For it to be a news story, there has to be a little bit of death where death is unexpected: like children in First World suburbia. Retail death. But for death in Darkest Africa to make a news story, given the value of life in the Dark Continent, it has to be a batch process. Wholesale death.
Which brings us to the latest grim stop on the decades-long Stations of the Cross that is the history of independent Somalia, a history that comprises nothing uplifting — just wars, civil wars, marginally-organized criminality, and death, death, death. So today’s news is just one fresh company-grade die-off in a nation that inflicts the Battle of the Somme on itself time and time again.
110 people have died from hunger in the past 48 hours in a single region as a severe drought threatens millions of people across the country.
It was the first death toll announced by Somalia’s government since it declared the drought a national disaster on Tuesday. The United Nations estimates that 5 million people in this Horn of Africa nation need aid, amid warnings of a full-blown famine.
Ah, yes. The poor Africans need aid. While this is certainly true, consider the history of passing that aid through the United Nations and other transgovernmental and non-governmental organizations. Seventy years of doing that has built many a bank skyscraper in Geneva and Liège. And the Africans are still pretty much as poor as Stanley or Livingstone ever found ’em.
Prime Minister Hassan Ali Khaire spoke during a meeting with the Somali National Drought Committee. The death toll he announced is from the Bay region in the southwest part of the country alone. Somalia was one of four regions singled out by the U.N. secretary-general last month in a $4.4 billion aid appeal to avert catastrophic hunger and famine, along with northeast Nigeria, South Sudan and Yemen. All are connected by a thread of violent conflict, the U.N. chief said.
$4.4 Billion, of which most will go to provide Good Jobs at Good Wages for UN bureaucrats… in places like New York and Geneva.
The U.N. humanitarian coordinator, Stephen O’Brien, was expected to visit Somalia in the next few days.
How did any humanitarian actions take place before the Event Horizon of humanitarian coordinators?
Bonus question: suggest the lowest probable annual income and net worth for the above-mentioned Stephen O’Brien.

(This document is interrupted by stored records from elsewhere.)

//! File descriptors.
//!
//! A descriptor is an in-memory handle: the owning manager, an inode
//! index, an open-flag bitset, and a position. It is never persisted.
//! While a descriptor is open it holds one reference on its inode, which
//! keeps the inode's records alive even after the last directory entry
//! naming it is gone; the reference drops on close (or on drop), and that
//! is the moment a gc-parked inode finally dies.
//!
//! One `read` or `write` runs inside one transaction holding the inode's
//! advisory lock, so a multi-block update is atomic against every other
//! operation on that inode. Reads advance atime; writes advance
//! mtime/ctime and recompute size and block counts. With `O_APPEND` set
//! the supplied position is ignored outright and the write lands at the
//! end of the last stored block.
//!
//! Character-device inodes dispatch reads and writes to the hooks
//! registered for their `(major, minor)` pair instead of the block engine.

use std::collections::HashMap;
use std::sync::{Arc, Mutex};

use log::warn;

use crate::blocks::{
    block_index_end, block_index_start, block_length, block_offset, block_position_start,
};
use crate::error::{Error, Result};
use crate::fcntl::{OpenFlags, Whence};
use crate::fs::{now_ms, InodeManager, InodeType};
use crate::stat::{mkdev, StatProp};
use crate::store::tx::lock;

/// Read/write hooks for one registered character device.
#[derive(Clone, Copy)]
pub struct DeviceOps {
    pub read: fn(rdev: u64, buf: &mut [u8], pos: u64) -> Result<usize>,
    pub write: fn(rdev: u64, buf: &[u8], pos: u64) -> Result<usize>,
}

/// Maps device numbers to their hooks.
pub struct DeviceRegistry {
    map: Mutex<HashMap<u64, DeviceOps>>,
}

impl DeviceRegistry {
    pub(crate) fn new() -> Self {
        Self {
            map: Mutex::new(HashMap::new()),
        }
    }

    pub fn register(&self, major: u32, minor: u32, ops: DeviceOps) {
        let _ = lock(&self.map).insert(mkdev(major, minor), ops);
    }

    pub fn get(&self, rdev: u64) -> Option<DeviceOps> {
        lock(&self.map).get(&rdev).copied()
    }
}

pub struct FileDescriptor {
    mgr: Arc<InodeManager>,
    ino: u64,
    flags: OpenFlags,
    pos: u64,
    closed: bool,
}

impl FileDescriptor {
    /// Open a descriptor on an existing inode, taking one reference on it.
    /// `O_TRUNC` on a writable descriptor cuts a regular file to zero
    /// bytes, blocks included.
    pub fn open(mgr: Arc<InodeManager>, ino: u64, flags: OpenFlags) -> Result<Self> {
        let typ = mgr.transact(&[ino], |tran| Ok(mgr.require(tran, ino)?.typ))?;
        mgr.ref_inc(ino);
        let fd = Self {
            mgr,
            ino,
            flags,
            pos: 0,
            closed: false,
        };
        if flags.contains(OpenFlags::TRUNC) && flags.writable() && typ == InodeType::File {
            let mgr = Arc::clone(&fd.mgr);
            mgr.transact(&[ino], |tran| mgr.file_truncate(tran, ino, 0))?;
        }
        Ok(fd)
    }

    pub fn ino(&self) -> u64 {
        self.ino
    }

    pub fn pos(&self) -> u64 {
        self.pos
    }

    pub fn flags(&self) -> OpenFlags {
        self.flags
    }

    pub fn set_flags(&mut self, flags: OpenFlags) {
        self.flags = flags;
    }

    /// Move the position. `Set`/`Cur`/`End` mirror lseek; a negative
    /// result is an error. Seeking past the end is allowed — files are
    /// sparse upward.
    pub fn set_pos(&mut self, delta: i64, whence: Whence) -> Result<u64> {
        self.check_open()?;
        let base = match whence {
            Whence::Set => 0,
            Whence::Cur => self.pos as i128,
            Whence::End => {
                let mgr = Arc::clone(&self.mgr);
                let ino = self.ino;
                mgr.transact(&[ino], |tran| mgr.stat_get_prop(tran, ino, StatProp::Size))?
                    as i128
            }
        };
        let target = base + delta as i128;
        if target < 0 {
            return Err(Error::InvalidArgument("negative file position"));
        }
        if target > u64::MAX as i128 {
            return Err(Error::InvalidArgument("file position overflow"));
        }
        self.pos = target as u64;
        Ok(self.pos)
    }

    /// Read into `buf` from `position`, or from the descriptor position
    /// when absent (advancing it by the bytes copied). Returns the bytes
    /// copied; at end of file that is short, possibly zero.
    pub fn read(&mut self, buf: &mut [u8], position: Option<u64>) -> Result<usize> {
        self.check_open()?;
        if !self.flags.readable() {
            return Err(Error::InvalidArgument("descriptor not open for reading"));
        }
        let mgr = Arc::clone(&self.mgr);
        let ino = self.ino;
        let pos = self.pos;
        let (copied, advance) = mgr.transact(&[ino], |tran| {
            let info = mgr.require(tran, ino)?;
            match info.typ {
                InodeType::File => {}
                InodeType::CharacterDev => {
                    let rdev = mgr.stat_get_prop(tran, ino, StatProp::Rdev)?;
                    let ops = mgr.devices().get(rdev).ok_or(Error::TypeMismatch {
                        ino,
                        expected: "registered device",
                    })?;
                    let n = (ops.read)(rdev, buf, position.unwrap_or(pos))?;
                    mgr.stat_set_prop(tran, ino, StatProp::Atime, now_ms())?;
                    return Ok((n, None));
                }
                _ => {
                    return Err(Error::TypeMismatch {
                        ino,
                        expected: "file",
                    })
                }
            }

            let blksize = mgr.stat_get_prop(tran, ino, StatProp::Blksize)? as usize;
            let size = mgr.stat_get_prop(tran, ino, StatProp::Size)?;
            let p = position.unwrap_or(pos);
            let mut copied = 0usize;
            if !buf.is_empty() && p < size {
                let need = core::cmp::min(buf.len() as u64, size - p) as usize;
                let start = block_index_start(blksize, p);
                let cursor = block_offset(blksize, p);
                let length = block_length(blksize, cursor, need as u64);
                let end = block_index_end(start, length);
                let stream = mgr.file_get_blocks(ino, blksize, start, Some(end + 1))?;
                for (i, block) in stream.enumerate() {
                    let block = block?;
                    let within = if i == 0 { cursor } else { 0 };
                    let take = core::cmp::min(blksize - within, need - copied);
                    let dst = &mut buf[copied..copied + take];
                    // A stored block can run short of the cursor window
                    // when the size record outruns its bytes; the gap
                    // reads as zeros like any other hole.
                    let avail = block.len().saturating_sub(within);
                    let n = core::cmp::min(take, avail);
                    dst[..n].copy_from_slice(&block[within..within + n]);
                    for byte in &mut dst[n..] {
                        *byte = 0;
                    }
                    copied += take;
                    if copied == need {
                        break;
                    }
                }
            }
            mgr.stat_set_prop(tran, ino, StatProp::Atime, now_ms())?;
            Ok((copied, Some(p + copied as u64)))
        })?;
        if position.is_none() {
            if let Some(next) = advance {
                self.pos = next;
            }
        }
        Ok(copied)
    }

    /// Write `buf` at `position`, or at the descriptor position when
    /// absent (advancing it past the written bytes). With `O_APPEND` in
    /// the descriptor's flags or in `extra`, `position` is ignored
    /// entirely and the write starts at the end of the last stored block.
    pub fn write(&mut self, buf: &[u8], position: Option<u64>, extra: OpenFlags) -> Result<usize> {
        self.check_open()?;
        if !self.flags.writable() {
            return Err(Error::InvalidArgument("descriptor not open for writing"));
        }
        let flags = self.flags | extra;
        let mgr = Arc::clone(&self.mgr);
        let ino = self.ino;
        let pos = self.pos;
        let (written, advance) = mgr.transact(&[ino], |tran| {
            let info = mgr.require(tran, ino)?;
            match info.typ {
                InodeType::File => {}
                InodeType::CharacterDev => {
                    let rdev = mgr.stat_get_prop(tran, ino, StatProp::Rdev)?;
                    let ops = mgr.devices().get(rdev).ok_or(Error::TypeMismatch {
                        ino,
                        expected: "registered device",
                    })?;
                    let n = (ops.write)(rdev, buf, position.unwrap_or(pos))?;
                    return Ok((n, None));
                }
                _ => {
                    return Err(Error::TypeMismatch {
                        ino,
                        expected: "file",
                    })
                }
            }

            let blksize = mgr.stat_get_prop(tran, ino, StatProp::Blksize)? as usize;
            let old_size = mgr.stat_get_prop(tran, ino, StatProp::Size)?;
            if buf.is_empty() {
                return Ok((0, None));
            }

            let start_pos = if flags.contains(OpenFlags::APPEND) {
                let (last_idx, last) = mgr.file_get_last_block(ino)?;
                let start_pos = block_position_start(blksize, last_idx)
                    .checked_add(last.len() as u64)
                    .ok_or(Error::InvalidArgument("file position overflow"))?;
                if last.len() == blksize {
                    // Last block exactly full: never rewrite it, begin a
                    // fresh run.
                    mgr.file_set_blocks(tran, ino, buf, blksize, last_idx + 1)?;
                } else if last.len() + buf.len() > blksize {
                    let head = blksize - last.len();
                    let _ = mgr.file_write_block(tran, ino, &buf[..head], last_idx, last.len())?;
                    mgr.file_set_blocks(tran, ino, &buf[head..], blksize, last_idx + 1)?;
                } else {
                    let _ = mgr.file_write_block(tran, ino, buf, last_idx, last.len())?;
                }
                start_pos
            } else {
                let p = position.unwrap_or(pos);
                let _ = p
                    .checked_add(buf.len() as u64)
                    .ok_or(Error::InvalidArgument("file position overflow"))?;
                let start = block_index_start(blksize, p);
                let cursor = block_offset(blksize, p);
                let end = block_index_end(start, block_length(blksize, cursor, buf.len() as u64));
                let mut written = 0usize;
                for idx in start..=end {
                    let within = if idx == start { cursor } else { 0 };
                    let take = core::cmp::min(blksize - within, buf.len() - written);
                    let _ =
                        mgr.file_write_block(tran, ino, &buf[written..written + take], idx, within)?;
                    written += take;
                }
                p
            };

            let end_pos = start_pos
                .checked_add(buf.len() as u64)
                .ok_or(Error::InvalidArgument("file position overflow"))?;
            let size = core::cmp::max(old_size, end_pos);
            let now = now_ms();
            mgr.stat_set_prop(tran, ino, StatProp::Size, size)?;
            mgr.stat_set_prop(
                tran,
                ino,
                StatProp::Blocks,
                block_length(blksize, 0, size),
            )?;
            mgr.stat_set_prop(tran, ino, StatProp::Mtime, now)?;
            mgr.stat_set_prop(tran, ino, StatProp::Ctime, now)?;
            Ok((buf.len(), Some(end_pos)))
        })?;
        if position.is_none() {
            if let Some(next) = advance {
                self.pos = next;
            }
        }
        Ok(written)
    }

    /// Drop this descriptor's reference. Closing the last descriptor of a
    /// gc-parked inode destroys it. Idempotent.
    pub fn close(&mut self) -> Result<()> {
        if self.closed {
            return Ok(());
        }
        self.closed = true;
        let mgr = Arc::clone(&self.mgr);
        let ino = self.ino;
        mgr.transact(&[ino], |tran| mgr.ref_dec(tran, ino))
    }

    fn check_open(&self) -> Result<()> {
        if self.closed {
            return Err(Error::InvalidArgument("file descriptor is closed"));
        }
        Ok(())
    }
}

impl Drop for FileDescriptor {
    fn drop(&mut self) {
        if !self.closed {
            if let Err(e) = self.close() {
                warn!("descriptor on inode {} leaked its reference: {e}", self.ino);
            }
        }
    }
}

Express your answer in multiples of the annual per-capita GDP for Somalia.
Thousands have been streaming into Somalia’s capital, Mogadishu, in search of food aid, overwhelming local and international aid agencies. Over 7,000 internally displaced people checked into one feeding center recently.
“Feeding center.” Jeez, 1984 is here at last. Or maybe it’s Brave New World.
The drought is the first crisis for Somalia’s newly elected Somali-American leader, President Mohamed Abdullahi Mohamed. Previous droughts and a quarter-century of conflict, including ongoing attacks by extremist group al-Shabab, have left the country fragile. Mohamed has appealed to the international community and Somalia’s diaspora of 2 million people for help.
What kind of help?
Is it just us, or does it sound like Dueling Mohameds here has his hand out for money?
About 363,000 acutely malnourished children in Somalia “need urgent treatment and nutrition support, including 71,000 who are severely malnourished,” the U.S. Agency for International Development’s Famine Early Warning Systems Network has warned.
Because of a lack of clean water in many areas, there is the additional threat of cholera and other diseases, U.N. experts say. Some deaths from cholera already have been reported.
Experts. Where would we be without them?
The government has said the widespread hunger “makes people vulnerable to exploitation, human rights abuses and to criminal and terrorist networks.”
The U.N. humanitarian appeal for 2017 for Somalia is $864 million to provide assistance to 3.9 million people. But the U.N. World Food Program recently requested an additional $26 million plan to respond to the drought.
What percentage of that total $890 million will go to feed those 3.9 million people, and what percentage of it will be stacked up like gold teeth in the safekeeping of the gnomes of Zurich, on the personal accounts of various African politicians and UN/international doo-gooders, is another question entirely.